E-CEL UVEC Cells as an Adjunct Cell Therapy for the Arthroscopic Rotator Cuff Repair in Adults
|The safety and scientific validity of this study is the responsibility of the study sponsor and investigators. Listing a study does not mean it has been evaluated by the U.S. Federal Government. Know the risks and potential benefits of clinical studies and talk to your health care provider before participating. Read our disclaimer for details.|
|ClinicalTrials.gov Identifier: NCT04057833|
Recruitment Status : Recruiting
First Posted : August 15, 2019
Last Update Posted : November 21, 2019
This is a phase 1b investigator-initiated clinical trial that will evaluate the safety and feasibility of E-CEL UVEC® cells with the aim of improving outcomes for patients with full-thickness rotator cuff tears who undergo arthroscopic surgical repair. Animal models of rotator cuff repair performed by the investigator using murine E-CEL cells in a fibrin carrier vehicle demonstrated increased supraspinatus tendon strength and collagen organization with no observable deleterious side effects compared to surgical repair with the carrier vehicle alone.
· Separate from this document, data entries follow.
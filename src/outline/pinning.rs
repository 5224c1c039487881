//! Certificate pinning for the management API
//!
//! Outline servers present self-signed certificates. Instead of a CA chain we
//! trust exactly one certificate, identified by the SHA-256 of its DER
//! encoding. Handshake signatures are still verified against that
//! certificate.

use hex::FromHexError;
use rustls::client::danger::{HandshakeSignatureValid, ServerCertVerified, ServerCertVerifier};
use rustls::crypto::{verify_tls12_signature, verify_tls13_signature, WebPkiSupportedAlgorithms};
use rustls::{ClientConfig, DigitallySignedStruct, SignatureScheme};
use rustls_pki_types::{CertificateDer, ServerName, UnixTime};
use serde::Deserialize;
use sha2::{Digest, Sha256};
use std::fmt;
use std::str::FromStr;
use std::sync::Arc;
use thiserror::Error;

#[derive(Debug, Error, PartialEq, Eq)]
pub enum FingerprintError {
    #[error("expected 32 bytes of hex, got {0} hex digits")]
    Length(usize),
    #[error("invalid hex digit {0:?}")]
    Digit(char),
}

/// SHA-256 certificate fingerprint
#[derive(Clone, Copy, PartialEq, Eq, Hash, Deserialize)]
#[serde(try_from = "String")]
pub struct Fingerprint([u8; 32]);

impl Fingerprint {
    /// Fingerprint of a DER-encoded certificate
    pub fn of(der: &[u8]) -> Self {
        Self(Sha256::digest(der).into())
    }

    pub fn as_bytes(&self) -> &[u8; 32] {
        &self.0
    }
}

impl FromStr for Fingerprint {
    type Err = FingerprintError;

    /// Accepts hex in either case, with or without `:` separators
    fn from_str(s: &str) -> Result<Self, Self::Err> {
        let digits: String = s.trim().chars().filter(|c| *c != ':').collect();
        let mut bytes = [0u8; 32];
        hex::decode_to_slice(&digits, &mut bytes).map_err(|err| match err {
            FromHexError::InvalidHexCharacter { c, .. } => FingerprintError::Digit(c),
            _ => FingerprintError::Length(digits.chars().count()),
        })?;
        Ok(Self(bytes))
    }
}

impl TryFrom<String> for Fingerprint {
    type Error = FingerprintError;

    fn try_from(s: String) -> Result<Self, Self::Error> {
        s.parse()
    }
}

impl fmt::Display for Fingerprint {
    fn fmt(&self, f: &mut fmt::Formatter<'_>) -> fmt::Result {
        f.write_str(&hex::encode_upper(self.0))
    }
}

impl fmt::Debug for Fingerprint {
    fn fmt(&self, f: &mut fmt::Formatter<'_>) -> fmt::Result {
        write!(f, "Fingerprint({self})")
    }
}

/// Server certificate verifier that trusts a single pinned certificate
#[derive(Debug)]
pub struct PinnedCertVerifier {
    fingerprint: Fingerprint,
    algorithms: WebPkiSupportedAlgorithms,
}

impl PinnedCertVerifier {
    pub fn new(fingerprint: Fingerprint, algorithms: WebPkiSupportedAlgorithms) -> Self {
        Self {
            fingerprint,
            algorithms,
        }
    }
}

impl ServerCertVerifier for PinnedCertVerifier {
    fn verify_server_cert(
        &self,
        end_entity: &CertificateDer<'_>,
        _intermediates: &[CertificateDer<'_>],
        _server_name: &ServerName<'_>,
        _ocsp_response: &[u8],
        _now: UnixTime,
    ) -> Result<ServerCertVerified, rustls::Error> {
        let actual = Fingerprint::of(end_entity.as_ref());
        if actual == self.fingerprint {
            Ok(ServerCertVerified::assertion())
        } else {
            tracing::warn!(expected = %self.fingerprint, got = %actual, "pinned certificate mismatch");
            Err(rustls::Error::General(format!(
                "certificate fingerprint mismatch: expected {}, got {actual}",
                self.fingerprint
            )))
        }
    }

    fn verify_tls12_signature(
        &self,
        message: &[u8],
        cert: &CertificateDer<'_>,
        dss: &DigitallySignedStruct,
    ) -> Result<HandshakeSignatureValid, rustls::Error> {
        verify_tls12_signature(message, cert, dss, &self.algorithms)
    }

    fn verify_tls13_signature(
        &self,
        message: &[u8],
        cert: &CertificateDer<'_>,
        dss: &DigitallySignedStruct,
    ) -> Result<HandshakeSignatureValid, rustls::Error> {
        verify_tls13_signature(message, cert, dss, &self.algorithms)
    }

    fn supported_verify_schemes(&self) -> Vec<SignatureScheme> {
        self.algorithms.supported_schemes()
    }
}

/// TLS client configuration that only accepts the pinned certificate
pub fn pinned_client_config(fingerprint: Fingerprint) -> Result<ClientConfig, rustls::Error> {
    let provider = Arc::new(rustls::crypto::ring::default_provider());
    let verifier = PinnedCertVerifier::new(fingerprint, provider.signature_verification_algorithms);

    let config = ClientConfig::builder_with_provider(provider)
        .with_safe_default_protocol_versions()?
        .dangerous()
        .with_custom_certificate_verifier(Arc::new(verifier))
        .with_no_client_auth();
    Ok(config)
}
After thawing and washing, allogeneic E-CEL UVEC cells will be resuspended in two different solutions; one to deliver the cells under arthroscopic guidance into the supraspinatus tendon repair site and the other to deliver cells into the muscle adjacent to the tendon repair site. Cells delivered to the tendon repair site will be resuspended in human plasma (derived from a peripheral blood sample drawn from the patient), then combined with allogeneic, pharmaceutical grade human thrombin to generate a fibrin matrix, simultaneously with implantation of the cells into the tendon using a two syringes joined with a luer-lock connection under arthroscopic guidance . Cells delivered to the muscle adjacent to the tendon repair site will be resuspended in infusion solution [6.0% Dextran 40 and 10.0% human serum albumin (HSA)], then directly implanted into the muscle.
|Condition or disease||Intervention/treatment||Phase|
|Rotator Cuff Tears Muscle Atrophy or Weakness Tendon Rupture - Shoulder Safety Issues||Drug: E-CEL UVEC||Phase 1|
Full-thickness rotator cuff tears present a clinical challenge, often with occurrence of re-tears after surgical repair and a slow rate of complete functional recovery, which limits daily functional tasks and has negative impacts on qualify-of-life. The frequency of failed healing and re-tear following repair is more pronounced in patients over age 60 due to age-related, intrinsic degenerative changes involving the muscle, tendon, and enthesis.
Currently there is no approved adjunct biological therapy to standard-of- care arthroscopic surgical repair for acceleration of healing, reducing time-to complete functional recovery, and decreasing the rate of re-tear.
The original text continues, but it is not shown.